High Retail Costs Finally Make Their Way to Cattle Producers

Winter 2021/2022 Issue
Farm EconomyProteins
Cattle ranchers have at long last seen improvement in the futures markets after two years of a lower return environment. Historic retail prices are finally working their way down to the farm, and processing data suggest that this trend will only continue. Given strong domestic consumption and growing exports, cattle producers could see a sustained period of higher prices.
December 20, 2021

After almost two years of a difficult price environment, cattle producers are finally seeing some momentum. Futures markets have accelerated in recent weeks, with cash prices rising to their highest point since 2017. An almost 20% improvement in cash markets through November happened just as more good news came along in the form of slaughter data suggesting that a backlog producers have had for almost two years has finally dissipated. A combination of strong retail markets and the reduction in processing constraints means that ranchers might see a run of strong prices to start 2022.

In inflation-adjusted terms, retail beef prices are at a record high. We should expect that such high beef prices will eventually be passed down to ranchers, although they’re taking a smaller slice of the retail pie than they used to. The last time prices were near this level, during the commodity supercycle, ranchers could expect to take home more than 50% of total retail prices. However, as of the USDA ERS’s latest data from October 2021, just 34% of total retail cost went to farmers. The figure below shows the relationship between retail price and farm price since 2000: In general, producers’ income share had been stable up until 2015, when growth in wholesale prices began to outstrip growth in retail and farm pricing.


Ranchers are Receiving a Historically Low Share of Retail Prices

Nevertheless, the latest industry data suggest that beef processing may be losing some leverage over producers. In November, carcass weights fell back to baseline levels for the first time since 2019. Slaughter rates remain elevated, with total annual production 3% above last year’s total as of early December 2021. The latest cattle on feed data also suggest that the herd has not seen significant growth and that placements have not yet responded to improving market prices. Combined with USDA forecasts that total domestic beef consumption will rise in 2021, cattle producers could see a situation where demand significantly outstrips supply.

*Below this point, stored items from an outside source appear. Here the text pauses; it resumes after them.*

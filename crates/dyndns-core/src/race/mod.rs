//! Public IP race
//!
//! Every configured lookup endpoint is queried at once. The first response
//! that sanitizes to a valid IPv4 address wins and the remaining requests
//! are cancelled. Individual failures only shrink the working set; the
//! race fails once the set is empty or the race cap expires.
//!
//! ```text
//!   endpoint A ──┐
//!   endpoint B ──┼── FuturesUnordered ── first valid IPv4 ──▶ winner
//!   endpoint C ──┘        │                                    │
//!                         └── failures: warn + shrink          └── cancel rest
//! ```

use crate::context::RunContext;
use crate::events::{EventSink, RunEvent};
use crate::traits::IpFetcher;
use crate::{Error, Result};
use futures_util::stream::{FuturesUnordered, StreamExt};
use std::net::Ipv4Addr;
use std::time::Duration;
use tokio::time::Instant;
use tracing::{debug, info, warn};

/// Keep only the characters that may appear in a dotted-quad address
pub fn sanitize_ip_response(body: &str) -> String {
    body.chars().filter(|c| c.is_ascii_digit() || *c == '.').collect()
}

/// Turn a raw provider response into an IPv4 address
pub fn parse_public_ip(body: &str) -> Result<Ipv4Addr> {
    let sanitized = sanitize_ip_response(body);
    sanitized.parse::<Ipv4Addr>().map_err(|_| {
        Error::invalid_input(format!(
            "Response is not an IPv4 address (sanitized: {:?})",
            sanitized
        ))
    })
}

/// One race across the configured lookup endpoints
pub(crate) struct ProviderRace<'a> {
    fetcher: &'a dyn IpFetcher,
    cap: Duration,
    events: &'a EventSink,
}

impl<'a> ProviderRace<'a> {
    pub(crate) fn new(fetcher: &'a dyn IpFetcher, cap: Duration, events: &'a EventSink) -> Self {
        Self {
            fetcher,
            cap,
            events,
        }
    }

    /// Resolve the public address from the first endpoint to answer validly
    ///
    /// # Returns
    ///
    /// - `Ok(Ipv4Addr)`: The winning address
    /// - `Err(Error::AllProvidersFailed)`: Every endpoint failed, or the race
    ///   cap expired first (`timed_out: true`)
    /// - `Err(Error::DeadlineExceeded)`: The run deadline expired first
    /// - `Err(Error::Cancelled)`: The run was cancelled
    pub(crate) async fn run(&self, endpoints: &[String], ctx: &RunContext) -> Result<Ipv4Addr> {
        let attempted = endpoints.len();
        let started = Instant::now();
        let scope = ctx.race_scope(self.cap);
        let _guard = scope.token().clone().drop_guard();

        info!("Racing {} public IP providers", attempted);
        self.events.emit(RunEvent::RaceStarted {
            providers: attempted,
        });

        let token = scope.token();
        let fetcher = self.fetcher;
        let mut pending: FuturesUnordered<_> = endpoints
            .iter()
            .map(move |endpoint| async move {
                (endpoint.as_str(), fetcher.fetch(endpoint, token).await)
            })
            .collect();
        let mut in_flight: Vec<&str> = endpoints.iter().map(String::as_str).collect();

        let deadline = tokio::time::sleep_until(scope.deadline());
        tokio::pin!(deadline);

        loop {
            let (endpoint, result) = tokio::select! {
                biased;

                _ = token.cancelled() => {
                    debug!("Race cancelled with {} requests in flight", in_flight.len());
                    return Err(Error::Cancelled);
                }

                _ = &mut deadline => {
                    scope.cancel();

                    if !scope.limited_by_race() {
                        return Err(Error::DeadlineExceeded(ctx.budget()));
                    }

                    let elapsed = started.elapsed();
                    while let Some(endpoint) = in_flight.pop() {
                        self.provider_failed(endpoint, "timed out", in_flight.len(), elapsed);
                    }
                    return Err(self.exhausted(attempted, true));
                }

                next = pending.next() => match next {
                    Some(done) => done,
                    None => return Err(self.exhausted(attempted, false)),
                },
            };

            if let Some(pos) = in_flight.iter().position(|e| *e == endpoint) {
                in_flight.remove(pos);
            }

            match result.and_then(|body| parse_public_ip(&body)) {
                Ok(ip) => {
                    let abandoned = pending.len();
                    let elapsed = started.elapsed();
                    scope.cancel();

                    info!(
                        "Public IP {} from {} after {:?} ({} requests abandoned)",
                        ip, endpoint, elapsed, abandoned
                    );
                    self.events.emit(RunEvent::RaceWon {
                        endpoint: endpoint.to_string(),
                        ip,
                        abandoned,
                        elapsed,
                    });
                    return Ok(ip);
                }
                Err(Error::Cancelled) if token.is_cancelled() => {
                    return Err(Error::Cancelled);
                }
                Err(e) => {
                    self.provider_failed(endpoint, &e.to_string(), pending.len(), started.elapsed());
                }
            }
        }
    }

    fn provider_failed(&self, endpoint: &str, reason: &str, remaining: usize, elapsed: Duration) {
        warn!(
            "Public IP provider {} failed after {:?}: {} ({} left)",
            endpoint, elapsed, reason, remaining
        );
        self.events.emit(RunEvent::ProviderFailed {
            endpoint: endpoint.to_string(),
            reason: reason.to_string(),
            remaining,
            elapsed,
        });
    }

    fn exhausted(&self, attempted: usize, timed_out: bool) -> Error {
        self.events.emit(RunEvent::RaceFailed {
            attempted,
            timed_out,
        });
        Error::AllProvidersFailed {
            attempted,
            timed_out,
        }
    }
}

The good news for beef producers is that demand might continue to improve. While exports have historically been a negligible part of U.S. beef consumption, total exports of beef between January and October 2021 are 20% higher than the same period the prior year. Increases in Chinese consumption are primarily responsible, but considerable growth from partners like South Korea, Japan, and Mexico indicate that this demand growth could be sustainable. In addition, the USDA announced $32 million in grants to beef and poultry facilities to expand their processing capacity. While these and other recent policy actions will not have immediate impacts on farm- to-retail spreads, it does signal that farmers could see stronger returns in several years.

After several years of lower prices and higher costs, ranchers are more than due for this good news. For some, even these surging prices might be too late. Producers across the country had dealt with rising feed costs and flat-to-low cattle pricing, even as beef prices at their local grocers continued to rise. In areas like the Pacific Northwest, these issues are so critical that local lenders fear that many producers will opt to liquidate their herd. But for those producers who have made it through this hard period, a reprieve is likely on the way.